Work task — Copy out every line of the records in which "const" can be found.

────────────────────────────────────────

use crate::renderer::{Background, PixelBuffer};
use crate::world::Color;

/// Horizon position as a fraction of the screen height (0 = top row).
///
/// Pitch is normalised over half the vertical FoV: looking up by half the
/// FoV pushes the horizon to the bottom edge, looking down pulls it to the top.
pub fn horizon_ratio(pitch_deg: f32, fov_deg: f32) -> f32 {
    let half = fov_deg * 0.5;
    if half <= f32::EPSILON {
        return 0.5;
    }
    let normalized = (pitch_deg / half).clamp(-1.0, 1.0);
    (0.5 + 0.5 * normalized).clamp(0.0, 1.0)
}

/// Overwrite the whole buffer with `background`.
pub fn fill_background(buf: &mut PixelBuffer, background: &Background) {
    match *background {
        Background::Solid(c) => buf.fill(c.pack()),
        Background::Transparent => buf.fill(0),
        Background::SkyFloor {
            sky,
            sky_horizon,
            floor_horizon,
            floor,
            horizon,
        } => {
            let h = buf.height();
            let horizon_row = (horizon.clamp(0.0, 1.0) * h as f32).round() as usize;
            for y in 0..h {
                let px = sky_floor_row(y, h, horizon_row, sky, sky_horizon, floor_horizon, floor);
                buf.row_mut(y).fill(px.pack());
            }
        }
    }
}

/// Colour of row `y`: sky → sky-horizon above the horizon row,
/// floor-horizon → floor from it downwards.
fn sky_floor_row(
    y: usize,
    h: usize,
    horizon_row: usize,
    sky: Color,
    sky_horizon: Color,
    floor_horizon: Color,
    floor: Color,
) -> Color {
    if y < horizon_row {
        let t = y as f32 / horizon_row as f32;
        sky.lerp(sky_horizon, t)
    } else {
        let span = (h - horizon_row).max(1) as f32;
        let t = (y - horizon_row) as f32 / span;
        floor_horizon.lerp(floor, t)
    }
}

#[cfg(test)]
mod tests {
    use super::*;

    const SKY: Color = Color::rgb(0, 0, 200);
    const SKY_H: Color = Color::rgb(100, 100, 255);
    const FLOOR_H: Color = Color::rgb(90, 60, 30);
    const FLOOR: Color = Color::rgb(40, 20, 0);

    fn sky_floor(horizon: f32) -> Background {
        Background::SkyFloor {
            sky: SKY,
            sky_horizon: SKY_H,
            floor_horizon: FLOOR_H,
            floor: FLOOR,
            horizon,
        }
    }

    #[test]
    fn horizon_follows_pitch() {
        assert_eq!(horizon_ratio(0.0, 90.0), 0.5);
        assert_eq!(horizon_ratio(45.0, 90.0), 1.0);
        assert_eq!(horizon_ratio(-45.0, 90.0), 0.0);
        assert_eq!(horizon_ratio(80.0, 90.0), 1.0); // clamped
        assert!((horizon_ratio(22.5, 90.0) - 0.75).abs() < 1e-6);
    }

    #[test]
    fn sky_floor_splits_at_horizon() {
        let mut buf = PixelBuffer::new(4, 100).unwrap();
        fill_background(&mut buf, &sky_floor(0.5));
        assert_eq!(buf.get(0, 0), Some(SKY.pack()));
        assert_eq!(buf.get(3, 50), Some(FLOOR_H.pack()));
        // every row is uniform
        for y in 0..100 {
            let first = buf.get(0, y);
            assert!((0..4).all(|x| buf.get(x, y) == first));
        }
        // sky approaches its horizon colour just above the split
        let above = Color::unpack(buf.get(0, 49).unwrap());
        assert!(above.r > 90 && above.b > 245);
    }

    #[test]
    fn horizon_at_top_is_all_floor() {
        let mut buf = PixelBuffer::new(2, 10).unwrap();
        fill_background(&mut buf, &sky_floor(0.0));
        assert_eq!(buf.get(0, 0), Some(FLOOR_H.pack()));
    }

    #[test]
    fn transparent_clears_alpha_too() {
        let mut buf = PixelBuffer::new(3, 3).unwrap();
        buf.fill(0xFF_FFFFFF);
        fill_background(&mut buf, &Background::Transparent);
        assert!(buf.pixels().iter().all(|&p| p == 0));

        fill_background(&mut buf, &Background::Solid(Color::rgb(1, 2, 3)));
        assert!(buf.pixels().iter().all(|&p| p == 0xFF_010203));
    }
}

────────────────────────────────────────

Answer to the exercise —
    const SKY: Color = Color::rgb(0, 0, 200);
    const SKY_H: Color = Color::rgb(100, 100, 255);
    const FLOOR_H: Color = Color::rgb(90, 60, 30);
    const FLOOR: Color = Color::rgb(40, 20, 0);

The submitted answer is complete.